Problem to solve —
Everything from the line containing "#[derive(Subcommand)]" through the line containing "let log_config = match" should be repeated exactly, and nothing else from the data.
------
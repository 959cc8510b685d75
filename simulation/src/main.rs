//! iosim - IPv4 network simulator
//!
//! Runs the pre-built scenarios against routers, switches, hosts and
//! firewalls that forward packets one tick at a time.

use std::path::PathBuf;

use clap::{Parser, Subcommand};
use iosim_logging::{IosimSubscriberBuilder, LogConfig};

use iosim_simulation::{SimConfig, scenarios};

#[derive(Parser)]
#[command(name = "iosim", about = "Discrete-tick IPv4 network simulator", version)]
struct Cli {
    /// Enable verbose logging
    #[arg(short, long, global = true)]
    verbose: bool,

    /// JSON simulation config
    #[arg(short, long, global = true)]
    config: Option<PathBuf>,

    /// Write JSONL logs to this directory instead of the console
    #[arg(long, global = true)]
    log_dir: Option<PathBuf>,

    #[command(subcommand)]
    command: Commands,
}

#[derive(Subcommand)]
enum Commands {
    /// Forward traffic across a two-router lab
    Demo,

    /// Show a TTL=1 packet expiring right after transmission
    TtlExpiry,

    /// Show block and TTL-floor policies with longest-prefix match
    Policies,

    /// Exercise the routing, policy and snapshot structures with random keys
    Structures {
        /// Number of keys to insert
        #[arg(short = 'n', long, default_value = "1000")]
        count: usize,

        /// Snapshot index order
        #[arg(short, long, default_value = "4")]
        order: usize,

        /// Random seed
        #[arg(short, long, default_value = "42")]
        seed: u64,
    },

    /// Save, list and restore topology snapshots
    Snapshots {
        /// Directory for snapshot files
        #[arg(short, long, default_value = "./snapshots")]
        dir: PathBuf,
    },
}

fn main() -> anyhow::Result<()> {
    let cli = Cli::parse();

    let log_config = match (&cli.log_dir, cli.verbose) {
        (Some(dir), _) => LogConfig::recording(dir.clone()),
        (None, true) => LogConfig::development(),
        (None, false) => LogConfig::default(),
    };
    let _guard = IosimSubscriberBuilder::new().with_config(log_config).init()?;

    let config = match &cli.config {
        Some(path) => SimConfig::from_json_file(path)?,
        None => SimConfig::default(),
    };

    match cli.command {
        Commands::Demo => {
            scenarios::run_demo_scenario(config)?;
        }
        Commands::TtlExpiry => {
            scenarios::run_ttl_expiry_scenario(config)?;
        }
        Commands::Policies => {
            scenarios::run_policies_scenario(config)?;
        }
        Commands::Structures { count, order, seed } => {
            let report = scenarios::run_structures_scenario(count, order, seed)?;
            if cli.verbose {
                println!("{}", serde_json::to_string_pretty(&report)?);
            }
        }
        Commands::Snapshots { dir } => {
            scenarios::run_snapshots_scenario(config, &dir)?;
        }
    }

    Ok(())
}
//! Height-balanced ordered map
//!
//! [`AvlTree`] is the storage behind the per-device [`RoutingTable`]. Every
//! recursive mutation takes ownership of a subtree and returns its (possibly
//! new) root; callers always overwrite the child link with the returned value.
//!
//! [`RoutingTable`]: crate::table::RoutingTable

use std::borrow::Borrow;
use std::cmp::Ordering;
use std::fmt::{self, Debug, Display, Write};

use iosim_core::InvariantError;
use serde::{Deserialize, Serialize};
use tracing::trace;

type Link<K, V> = Option<Box<Node<K, V>>>;

#[derive(Debug)]
struct Node<K, V> {
    key: K,
    value: V,
    left: Link<K, V>,
    right: Link<K, V>,
    height: usize,
}

impl<K, V> Node<K, V> {
    fn new(key: K, value: V) -> Self {
        Self {
            key,
            value,
            left: None,
            right: None,
            height: 1,
        }
    }

    fn update_height(&mut self) {
        self.height = 1 + height(&self.left).max(height(&self.right));
    }

    fn balance(&self) -> i64 {
        height(&self.left) as i64 - height(&self.right) as i64
    }
}

fn height<K, V>(link: &Link<K, V>) -> usize {
    link.as_ref().map_or(0, |n| n.height)
}

fn balance_of<K, V>(link: &Link<K, V>) -> i64 {
    link.as_ref().map_or(0, |n| n.balance())
}

/// Rotation counters, one per rebalancing case
#[derive(Debug, Clone, Copy, Default, PartialEq, Eq, Serialize, Deserialize)]
pub struct RotationCounts {
    #[serde(rename = "LL")]
    pub ll: u64,
    #[serde(rename = "LR")]
    pub lr: u64,
    #[serde(rename = "RL")]
    pub rl: u64,
    #[serde(rename = "RR")]
    pub rr: u64,
}

impl RotationCounts {
    pub fn total(&self) -> u64 {
        self.ll + self.lr + self.rl + self.rr
    }
}

/// Statistics surface for reporting
#[derive(Debug, Clone, Copy, PartialEq, Eq, Serialize, Deserialize)]
pub struct TreeStats {
    pub nodes: usize,
    pub height: usize,
    pub rotations: RotationCounts,
}

/// Self-balancing binary search tree (AVL)
///
/// For every node the heights of its two subtrees differ by at most one.
/// Inserting an existing key overwrites its value in place.
#[derive(Debug)]
pub struct AvlTree<K, V> {
    root: Link<K, V>,
    len: usize,
    rotations: RotationCounts,
}

impl<K, V> AvlTree<K, V> {
    /// Create an empty tree
    pub fn new() -> Self {
        Self {
            root: None,
            len: 0,
            rotations: RotationCounts::default(),
        }
    }

    /// Number of entries
    pub fn len(&self) -> usize {
        self.len
    }

    pub fn is_empty(&self) -> bool {
        self.len == 0
    }

    /// Height of the tree (0 when empty)
    pub fn height(&self) -> usize {
        height(&self.root)
    }

    /// Key at the root, if any
    pub fn root_key(&self) -> Option<&K> {
        self.root.as_ref().map(|n| &n.key)
    }

    /// Rotation counters accumulated since creation (or the last reset)
    pub fn rotations(&self) -> RotationCounts {
        self.rotations
    }

    /// Reset the rotation counters
    pub fn clear_rotations(&mut self) {
        self.rotations = RotationCounts::default();
    }

    /// Remove every entry
    pub fn clear(&mut self) {
        self.root = None;
        self.len = 0;
    }

    pub fn stats(&self) -> TreeStats {
        TreeStats {
            nodes: self.len,
            height: self.height(),
            rotations: self.rotations,
        }
    }

    /// In-order iterator over the entries
    pub fn iter(&self) -> Iter<'_, K, V> {
        let mut iter = Iter { stack: Vec::new() };
        iter.push_left(self.root.as_deref());
        iter
    }

    /// All entries in key order
    pub fn all(&self) -> Vec<(&K, &V)> {
        self.iter().collect()
    }
}

impl<K: Ord + Debug, V> AvlTree<K, V> {
    /// Insert or overwrite an entry, returning the previous value
    pub fn insert(&mut self, key: K, value: V) -> Option<V> {
        let mut replaced = None;
        let root = insert(self.root.take(), key, value, &mut self.rotations, &mut replaced);
        self.root = Some(root);
        if replaced.is_none() {
            self.len += 1;
        }
        self.debug_check();
        replaced
    }

    /// Remove an entry, returning its value if it was present
    pub fn delete<Q>(&mut self, key: &Q) -> Option<V>
    where
        K: Borrow<Q>,
        Q: Ord + ?Sized,
    {
        let mut removed = None;
        self.root = delete(self.root.take(), key, &mut self.rotations, &mut removed);
        if removed.is_some() {
            self.len -= 1;
        }
        self.debug_check();
        removed
    }

    /// Look up a value by key
    pub fn search<Q>(&self, key: &Q) -> Option<&V>
    where
        K: Borrow<Q>,
        Q: Ord + ?Sized,
    {
        self.search_entry(key).map(|(_, v)| v)
    }

    /// Look up the stored key and value
    pub fn search_entry<Q>(&self, key: &Q) -> Option<(&K, &V)>
    where
        K: Borrow<Q>,
        Q: Ord + ?Sized,
    {
        let mut current = self.root.as_deref();
        while let Some(node) = current {
            current = match key.cmp(node.key.borrow()) {
                Ordering::Less => node.left.as_deref(),
                Ordering::Greater => node.right.as_deref(),
                Ordering::Equal => return Some((&node.key, &node.value)),
            };
        }
        None
    }

    pub fn contains_key<Q>(&self, key: &Q) -> bool
    where
        K: Borrow<Q>,
        Q: Ord + ?Sized,
    {
        self.search(key).is_some()
    }

    /// Verify ordering, stored heights, balance factors and the node count
    pub fn check_invariants(&self) -> Result<(), InvariantError> {
        let mut counted = 0;
        check_subtree(&self.root, None, None, &mut counted)?;
        if counted != self.len {
            return Err(InvariantError::NodeCount {
                counted,
                tracked: self.len,
            });
        }
        Ok(())
    }

    fn debug_check(&self) {
        #[cfg(debug_assertions)]
        if let Err(e) = self.check_invariants() {
            panic!("AVL invariant violated: {e}");
        }
    }
}

impl<K: Display, V> AvlTree<K, V> {
    /// Indented dump of the tree shape (`Root:`, `L:`, `R:`)
    pub fn render(&self) -> String {
        let mut out = String::new();
        if let Some(root) = self.root.as_deref() {
            render_node(root, 0, "Root: ", &mut out);
        }
        out
    }
}

fn render_node<K: Display, V>(node: &Node<K, V>, level: usize, label: &str, out: &mut String) {
    let _ = writeln!(out, "{}{}[{}]", "  ".repeat(level), label, node.key);
    if let Some(left) = node.left.as_deref() {
        render_node(left, level + 1, "L: ", out);
    }
    if let Some(right) = node.right.as_deref() {
        render_node(right, level + 1, "R: ", out);
    }
}

impl<K, V> Default for AvlTree<K, V> {
    fn default() -> Self {
        Self::new()
    }
}

fn rotate_right<K, V>(mut y: Box<Node<K, V>>) -> Box<Node<K, V>> {
    let Some(mut x) = y.left.take() else {
        return y;
    };
    y.left = x.right.take();
    y.update_height();
    x.right = Some(y);
    x.update_height();
    x
}

fn rotate_left<K, V>(mut x: Box<Node<K, V>>) -> Box<Node<K, V>> {
    let Some(mut y) = x.right.take() else {
        return x;
    };
    x.right = y.left.take();
    x.update_height();
    y.left = Some(x);
    y.update_height();
    y
}

/// Recompute the height and apply at most one of the four rotation cases
fn rebalance<K: Debug, V>(
    mut node: Box<Node<K, V>>,
    rotations: &mut RotationCounts,
) -> Box<Node<K, V>> {
    node.update_height();
    let balance = node.balance();

    if balance > 1 {
        if balance_of(&node.left) >= 0 {
            rotations.ll += 1;
            trace!(case = "LL", key = ?node.key, "rotate right");
        } else {
            rotations.lr += 1;
            trace!(case = "LR", key = ?node.key, "rotate left-right");
            node.left = node.left.take().map(rotate_left);
        }
        return rotate_right(node);
    }

    if balance < -1 {
        if balance_of(&node.right) <= 0 {
            rotations.rr += 1;
            trace!(case = "RR", key = ?node.key, "rotate left");
        } else {
            rotations.rl += 1;
            trace!(case = "RL", key = ?node.key, "rotate right-left");
            node.right = node.right.take().map(rotate_right);
        }
        return rotate_left(node);
    }

    node
}

fn insert<K: Ord + Debug, V>(
    link: Link<K, V>,
    key: K,
    value: V,
    rotations: &mut RotationCounts,
    replaced: &mut Option<V>,
) -> Box<Node<K, V>> {
    let Some(mut node) = link else {
        return Box::new(Node::new(key, value));
    };

    match key.cmp(&node.key) {
        Ordering::Less => {
            node.left = Some(insert(node.left.take(), key, value, rotations, replaced));
        }
        Ordering::Greater => {
            node.right = Some(insert(node.right.take(), key, value, rotations, replaced));
        }
        Ordering::Equal => {
            *replaced = Some(std::mem::replace(&mut node.value, value));
            return node;
        }
    }

    rebalance(node, rotations)
}

fn delete<K, V, Q>(
    link: Link<K, V>,
    key: &Q,
    rotations: &mut RotationCounts,
    removed: &mut Option<V>,
) -> Link<K, V>
where
    K: Borrow<Q> + Debug,
    Q: Ord + ?Sized,
{
    let mut node = link?;

    match key.cmp(node.key.borrow()) {
        Ordering::Less => node.left = delete(node.left.take(), key, rotations, removed),
        Ordering::Greater => node.right = delete(node.right.take(), key, rotations, removed),
        Ordering::Equal => {
            let left = node.left.take();
            let right = node.right.take();
            *removed = Some(node.value);

            return match (left, right) {
                (None, right) => right,
                (left, None) => left,
                (Some(left), Some(right)) => {
                    // Promote the in-order successor into this position
                    let (rest, mut successor) = detach_min(right, rotations);
                    successor.left = Some(left);
                    successor.right = rest;
                    Some(rebalance(successor, rotations))
                }
            };
        }
    }

    Some(rebalance(node, rotations))
}

/// Detach the minimum node of a subtree, rebalancing every ancestor
fn detach_min<K: Debug, V>(
    mut node: Box<Node<K, V>>,
    rotations: &mut RotationCounts,
) -> (Link<K, V>, Box<Node<K, V>>) {
    match node.left.take() {
        None => {
            let right = node.right.take();
            (right, node)
        }
        Some(left) => {
            let (rest, min) = detach_min(left, rotations);
            node.left = rest;
            (Some(rebalance(node, rotations)), min)
        }
    }
}

/// Returns the computed height of the subtree
fn check_subtree<K: Ord + Debug, V>(
    link: &Link<K, V>,
    lower: Option<&K>,
    upper: Option<&K>,
    counted: &mut usize,
) -> Result<usize, InvariantError> {
    let Some(node) = link.as_deref() else {
        return Ok(0);
    };
    *counted += 1;

    let in_order = lower.is_none_or(|lo| *lo < node.key) && upper.is_none_or(|hi| node.key < *hi);
    if !in_order {
        return Err(InvariantError::OutOfOrder {
            key: format!("{:?}", node.key),
        });
    }

    let left = check_subtree(&node.left, lower, Some(&node.key), counted)?;
    let right = check_subtree(&node.right, Some(&node.key), upper, counted)?;
    let computed = 1 + left.max(right);

    if node.height != computed {
        return Err(InvariantError::HeightMismatch {
            key: format!("{:?}", node.key),
            stored: node.height,
            computed,
        });
    }

    let balance = left as i64 - right as i64;
    if !(-1..=1).contains(&balance) {
        return Err(InvariantError::Unbalanced {
            key: format!("{:?}", node.key),
            balance,
        });
    }

    Ok(computed)
}

/// In-order iterator over an [`AvlTree`]
pub struct Iter<'a, K, V> {
    stack: Vec<&'a Node<K, V>>,
}

impl<'a, K, V> Iter<'a, K, V> {
    fn push_left(&mut self, mut link: Option<&'a Node<K, V>>) {
        while let Some(node) = link {
            self.stack.push(node);
            link = node.left.as_deref();
        }
    }
}

impl<'a, K, V> Iterator for Iter<'a, K, V> {
    type Item = (&'a K, &'a V);

    fn next(&mut self) -> Option<Self::Item> {
        let node = self.stack.pop()?;
        self.push_left(node.right.as_deref());
        Some((&node.key, &node.value))
    }
}

impl fmt::Display for TreeStats {
    fn fmt(&self, f: &mut fmt::Formatter<'_>) -> fmt::Result {
        write!(
            f,
            "nodes={} height={} LL={} LR={} RL={} RR={}",
            self.nodes,
            self.height,
            self.rotations.ll,
            self.rotations.lr,
            self.rotations.rl,
            self.rotations.rr
        )
    }
}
------
Your solution —
#[derive(Subcommand)]
enum Commands {
    /// Forward traffic across a two-router lab
    Demo,

    /// Show a TTL=1 packet expiring right after transmission
    TtlExpiry,

    /// Show block and TTL-floor policies with longest-prefix match
    Policies,

    /// Exercise the routing, policy and snapshot structures with random keys
    Structures {
        /// Number of keys to insert
        #[arg(short = 'n', long, default_value = "1000")]
        count: usize,

        /// Snapshot index order
        #[arg(short, long, default_value = "4")]
        order: usize,

        /// Random seed
        #[arg(short, long, default_value = "42")]
        seed: u64,
    },

    /// Save, list and restore topology snapshots
    Snapshots {
        /// Directory for snapshot files
        #[arg(short, long, default_value = "./snapshots")]
        dir: PathBuf,
    },
}

fn main() -> anyhow::Result<()> {
    let cli = Cli::parse();

    let log_config = match (&cli.log_dir, cli.verbose) {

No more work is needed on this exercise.